Он находился на перепутье. Один путь вел к мирной немецкой революции и возрождению страны; это был путь Эрнста Рема, Грегора Штрассера и генерала фон Шлейхера. Другая дорога была империалистским путем старой Германии, неизбежно ведущим к войне. В это время я написал брошюру «Социалистическая революция или фашистская война?», тысячи экземпляров которой были распространены по всей Германии.

13 июня, перед отъездом в Венецию для встречи с дуче, Адольф послал за Грегором. Они не встречались полтора года после бурного разговора, спровоцированного интригами Папена, Геринга и Геббельса.

- Я предлагаю вам Министерство национальной экономики, Штрассер, - сказал Адольф. - Примите это назначение, и, между нами, мы все еще можем спасти ситуацию.

- Я принимаю его, господин Гитлер, - сказал Грегор, - при условии, что Геринг и Геббельс уйдут. Честный немец не может работать с этими особами.

Ответ Грегора, достоверность которого была подтверждена моим братом Паулем, был ответом настоящего Джентльмена, но не политика. Попытка избавиться от Геббельса и Геринга одновременно была столь же успешной, как попытка пробить головой каменную стену. Хотя как раз Геринг вполне мог быть принесен в жертву Грегору. Он был в ссоре с Гиммлером, которому не желал уступать контроль над берлинским гестапо. Гиммлер был руководителем полиции Южной Германии и настаивал на подчинении всех полицейских организаций рейха ему лично. Адольф в этом споре больше благоволил Гиммлеру, ибо ему не нравилось то, что Геринг перешел к реакционерам. Он также хотел вернуть назад Грегора.

Геббельс, однако, был абсолютно необходим фюреру. Несмотря на отношение Адольфа к Рему, выявившееся на последнем заседании кабинета, Геббельс тайно вел переговоры с Рёмом от имени своего хозяина.

Рем вовсе не бездействовал, несмотря на свой вынужденный отдых. Он не намеревался уступать или капитулировать. Давайте приподнимем уголок занавеса, все еще скрывающего один из кровавых эпизодов дня 30 июня. Почему в немецкую Варфоломеевскую ночь были убиты хозяин, бармен и официант скромной закусочной в Мюнхене? Эти люди были революционерами, опасными агентами, предателями или людьми СА? Нет, причина их убийства была намного проще.

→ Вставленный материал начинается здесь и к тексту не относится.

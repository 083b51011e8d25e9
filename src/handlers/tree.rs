//! Ancestry endpoint handler.

use axum::{
    extract::{Path, State},
    response::{Html, IntoResponse},
};
use proctor::{fingerprint, resolve_ancestry, Inspector, Process};
use tracing::{debug, instrument};

use crate::handlers::html::{escape, html_footer, html_header};
use crate::state::{SharedState, StateError};

/// Handler for the `/tree/{pid}` endpoint.
#[instrument(skip(state))]
pub async fn tree_handler(
    State(state): State<SharedState>,
    Path(pid): Path<u32>,
) -> Result<impl IntoResponse, StateError> {
    debug!("Processing /tree/{} request", pid);

    let (chain, fp): (Vec<Process>, Result<String, String>) = state
        .with_inspector(move |inspector| {
            let chain = resolve_ancestry(inspector.get_processes()?, pid)?;
            let fp = fingerprint(&chain).map_err(|e| e.to_string());
            Ok((chain.processes().to_vec(), fp))
        })
        .await?;

    let mut rows = String::new();
    for (depth, p) in chain.iter().enumerate() {
        rows.push_str(&format!(
            "<tr><td>{depth}</td><td><a href=\"/process/{id}\">{id}</a></td><td>{name}</td><td>{path}</td><td><code>{sha}</code></td></tr>\n",
            depth = depth,
            id = p.id,
            name = escape(&p.command_name),
            path = escape(&p.command_path.display()),
            sha = escape(&p.binary_sha.to_string()),
        ));
    }

    let fingerprint_html = match fp {
        Ok(fp) => format!("<code>{}</code>", fp),
        Err(e) => format!("<span class=\"status-error\">{}</span>", escape(&e)),
    };

    let html = format!(
        r#"{header}<h1>Ancestry of {pid}</h1>
<div class="metric"><span class="metric-label">Fingerprint:</span> {fingerprint}</div>
<table>
<tr><th>Depth</th><th>PID</th><th>Name</th><th>Location</th><th>SHA256</th></tr>
{rows}</table>
{footer}"#,
        header = html_header(&format!("Ancestry of {}", pid)),
        pid = pid,
        fingerprint = fingerprint_html,
        rows = rows,
        footer = html_footer()
    );

    Ok(Html(html))
}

В закусочной имелись уединенные комнаты, где два человека могли беседовать о политике, не боясь быть увиденными или узнанными. Единственными людьми, знавшими об их присутствии, были хозяин и два доверенных официанта, обслуживавших их. Рём, опозоренный предложением Гинденбурга, и Геббельс, эмиссар Гитлера, встречались там несколько раз в течение того памятного месяца июня. О чем они беседовали? Вначале их беседы не носили сколько-нибудь опасного характера. Они ожидали результатов поездки Гитлера в Венецию. Адольф дважды встречался с Муссолини, 14 и 15 июня. Дуче, однако, не поддался обаянию немецкого гостя. Он нашел неприятными и тревожными все последние действия Гитлера, сказав, что террор нацистов в Вене и постоянная угроза независимости Австрии должны прекратиться. Гитлер, в ответ на такой ультиматум итальянского диктатора, торжественно пообещал положить конец террору и уважать суверенитет Австрии. Но Муссолини пошел еще дальше. Было бы благоразумно, заметил он, говоря как друг, слегка ограничить радикальные действия и речи левого крыла НСДАП. Было бы мудрым распустить СА, которые представляли государство в государстве и возглавлялись печально знаменитым разбойником Рёмом, вкупе с такими отъявленными негодяями, как Эдмунд Хейнес, Карл Эрнст, и т.д. Было бы также хорошо избавить страну от Геринга, повсюду обвиняемого, и, возможно, вполне Справедливо, в том, что ответственность за пожар Рейхстага лежит на нем, а также от Геббельса, который осмеливается говорить о возможности второй революции,

Гитлер насторожился. Не было ли это языком фон Папена, Мейсснера и К°? В конце концов, кем был этот Мейсснер? Не служил ли он до Гинденбурга президенту Эберту в той же самой должности главного личного секретаря? Разве он не был интриганом? Гитлеру потребовалось несколько недель, чтобы разрешить свои сомнения. Когда он станет президентом, он сохранит Мейсснера в его должности, как это сделал до него Гинденбург. Но сейчас он был в ярости. Он знал, что господин фон Хассель, посол Германии в Риме, получил инструкции от президента Гинденбурга, от министра фон Нейрата, от своего друга фон Папена, и он был уверен, что Муссолини всего лишь озвучил мнение этой группы людей.